New long-wavelength ethanolamino-substituted hypocrellin: photodynamic activity and toxicity to MGC803 cancer cell

Abstract To improve hydrophilicity and photoactivity of the new type of therapeutic agent, hypocrellin, a novel long-wavelength ethanolamino-substituted hypocrellin B (EAHB) was synthesized and its molecular structure was characterized by IR, NMR, MS, and UV–vis spectrometers, and EAHB had strong absorption at the phototherapeutic window (600–900 nm). Illumination of deoxygenated DMSO solution containing EAHB generated a strong electron paramagnetic resonance (EPR) signal, which was assigned to the semiquinone anion radical of EAHB (EAHB − ). Absorption measurements displayed that the absorptive bands at 632 and 565 nm (shoulder) arose from the semiquinone anion radical (EAHB − ) and the absorptive bands at 519 and 450 nm (shoulder) belonged to hydroquinone (EAHBH 2 ), which were formed via the decay of EAHB − in water-contained solution. Superoxide anion radical (O 2 − ) was produced via electron transfer from EAHB − (the precursor) to ground state oxygen.
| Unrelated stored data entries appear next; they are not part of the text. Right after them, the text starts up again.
//! Global context for a run.
//!
//! Holds the resolved working directories and run policy. Every directory is
//! made absolute against the working directory once, so later stages never
//! depend on the process cwd.

use std::path::{Path, PathBuf};

use anyhow::{Context, Result};

use crate::util::config::{Config, FailurePolicy};
use crate::util::fs::ensure_dir;

/// Resolved directories and settings shared by every target.
#[derive(Debug, Clone)]
pub struct GlobalContext {
    build_dir: PathBuf,
    download_dir: PathBuf,
    install_dir: PathBuf,
    log_dir: PathBuf,

    policy: FailurePolicy,
    clean_before: bool,
    clean_after: bool,
    verbose: bool,
}

impl GlobalContext {
    /// Create a context from `config`, relative to the process working directory.
    pub fn new(config: &Config) -> Result<Self> {
        let cwd = std::env::current_dir().context("failed to get current directory")?;
        Ok(Self::with_cwd(cwd, config))
    }

    /// Create a context with a specific working directory.
    pub fn with_cwd(cwd: PathBuf, config: &Config) -> Self {
        let resolve = |p: &Path| {
            if p.is_absolute() {
                p.to_path_buf()
            } else {
                cwd.join(p)
            }
        };

        GlobalContext {
            build_dir: resolve(&config.dirs.build),
            download_dir: resolve(&config.dirs.download),
            install_dir: resolve(&config.dirs.install),
            log_dir: resolve(&config.dirs.log),
            policy: config.run.policy,
            clean_before: config.run.clean_before,
            clean_after: config.run.clean_after,
            verbose: config.run.verbose,
        }
    }

    /// Where archives are unpacked and repositories checked out.
    pub fn build_dir(&self) -> &Path {
        &self.build_dir
    }

    pub fn download_dir(&self) -> &Path {
        &self.download_dir
    }

    /// The shared install prefix.
    pub fn install_dir(&self) -> &Path {
        &self.install_dir
    }

    pub fn log_dir(&self) -> &Path {
        &self.log_dir
    }

    pub fn policy(&self) -> FailurePolicy {
        self.policy
    }

    pub fn clean_before(&self) -> bool {
        self.clean_before
    }

    pub fn clean_after(&self) -> bool {
        self.clean_after
    }

    pub fn is_verbose(&self) -> bool {
        self.verbose
    }

    /// Every working directory, in the order they are created.
    pub fn all_dirs(&self) -> [&Path; 4] {
        [
            &self.build_dir,
            &self.download_dir,
            &self.install_dir,
            &self.log_dir,
        ]
    }

    /// Create every working directory that does not exist yet.
    pub fn ensure_dirs(&self) -> Result<()> {
        for dir in self.all_dirs() {
            ensure_dir(dir)?;
        }
        Ok(())
    }
}

#[cfg(test)]
mod tests {
    use super::*;
    use tempfile::TempDir;

    #[test]
    fn test_relative_dirs_resolve_against_cwd() {
        let tmp = TempDir::new().unwrap();
        let ctx = GlobalContext::with_cwd(tmp.path().to_path_buf(), &Config::default());

        assert_eq!(ctx.build_dir(), tmp.path().join("mdBuild"));
        assert_eq!(ctx.install_dir(), tmp.path().join("mdInstall"));
        assert!(ctx.log_dir().is_absolute());
    }

    #[test]
    fn test_absolute_dirs_kept() {
        let tmp = TempDir::new().unwrap();
        let mut config = Config::default();
        config.dirs.install = tmp.path().join("prefix");

        let ctx = GlobalContext::with_cwd(PathBuf::from("/somewhere"), &config);
        assert_eq!(ctx.install_dir(), tmp.path().join("prefix"));
    }

    #[test]
    fn test_ensure_dirs() {
        let tmp = TempDir::new().unwrap();
        let ctx = GlobalContext::with_cwd(tmp.path().to_path_buf(), &Config::default());
        ctx.ensure_dirs().unwrap();

        for dir in ctx.all_dirs() {
            assert!(dir.is_dir(), "{} missing", dir.display());
        }
    }
}
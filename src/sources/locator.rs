//! Origin classification.

use std::fmt;
use std::path::Path;
use std::sync::LazyLock;

use regex::Regex;
use url::Url;

use crate::sources::vcs::VcsKind;
use crate::util::errors::MixDownError;

/// URL schemes accepted as remote origins.
const URL_SCHEMES: &[&str] = &["http", "https", "ftp", "file", "git", "ssh", "svn", "hg"];

/// `user@host:path`, the scp-like form git and hg accept.
static SCP_LIKE: LazyLock<Regex> = LazyLock::new(|| {
    Regex::new(r"^[A-Za-z0-9._-]+@[A-Za-z0-9.-]+:[^/\\].*$").expect("valid scp-like pattern")
});

/// What an origin turned out to be.
#[derive(Debug, Clone, Copy, PartialEq, Eq)]
pub enum SourceKind {
    LocalDirectory,
    LocalFile,
    Repository(VcsKind),
    RemoteUrl,
}

impl fmt::Display for SourceKind {
    fn fmt(&self, f: &mut fmt::Formatter<'_>) -> fmt::Result {
        match self {
            SourceKind::LocalDirectory => write!(f, "local directory"),
            SourceKind::LocalFile => write!(f, "local file"),
            SourceKind::Repository(vcs) => write!(f, "{} repository", vcs),
            SourceKind::RemoteUrl => write!(f, "URL"),
        }
    }
}

/// True if `origin` is written as a URL this tool can fetch from.
pub fn looks_like_url(origin: &str) -> bool {
    match Url::parse(origin) {
        Ok(url) => {
            URL_SCHEMES.contains(&url.scheme())
                && (url.scheme() == "file" || url.host_str().is_some())
        }
        Err(_) => SCP_LIKE.is_match(origin),
    }
}

/// Classifies origins by probing, first match wins: local directory, each
/// VCS backend in order, URL syntax, local file.
#[derive(Debug, Clone)]
pub struct Locator {
    backends: Vec<VcsKind>,
}

impl Default for Locator {
    fn default() -> Self {
        Self::new()
    }
}

impl Locator {
    /// A locator probing every known backend.
    pub fn new() -> Self {
        Locator {
            backends: VcsKind::ALL.to_vec(),
        }
    }

    /// A locator probing only `backends`, in the given order.
    pub fn with_backends(backends: impl IntoIterator<Item = VcsKind>) -> Self {
        Locator {
            backends: backends.into_iter().collect(),
        }
    }

    pub fn classify(&self, origin: &str) -> Result<SourceKind, MixDownError> {
        let path = Path::new(origin);

        let kind = if path.is_dir() {
            SourceKind::LocalDirectory
        } else if let Some(vcs) = self.backends.iter().copied().find(|vcs| vcs.detect(origin)) {
            SourceKind::Repository(vcs)
        } else if looks_like_url(origin) {
            SourceKind::RemoteUrl
        } else if path.is_file() {
            SourceKind::LocalFile
        } else {
            return Err(MixDownError::TargetNotFound {
                origin: origin.to_string(),
            });
        };

        tracing::debug!("{} classified as {}", origin, kind);
        Ok(kind)
    }
}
The presence of NADH, a bio-electron donor, significantly enhanced production of EAHB − and O 2 − . Singlet oxygen O 2 ( 1 Δ g ) could be produced via energy transfer from triplet EAHB to ground state oxygen molecules. The quantum yield of O 2 ( 1 Δ g ) and the relative quantum yield of O 2 − of EAHB were 0.15 and 0.76, respectively, with the parent compound hypocrellin B (HB) as the standard. It was inferred that Type I pathway was possibly a major photodynamic mechanism of EAHB. The study on photobiological action of EAHB on MGC803 cancer cells revealed that EAHB kept the same good phototoxic ability as HB but reduced 4 times cytotoxicity than HB, and also its photopotentiation factor increased 4-folds.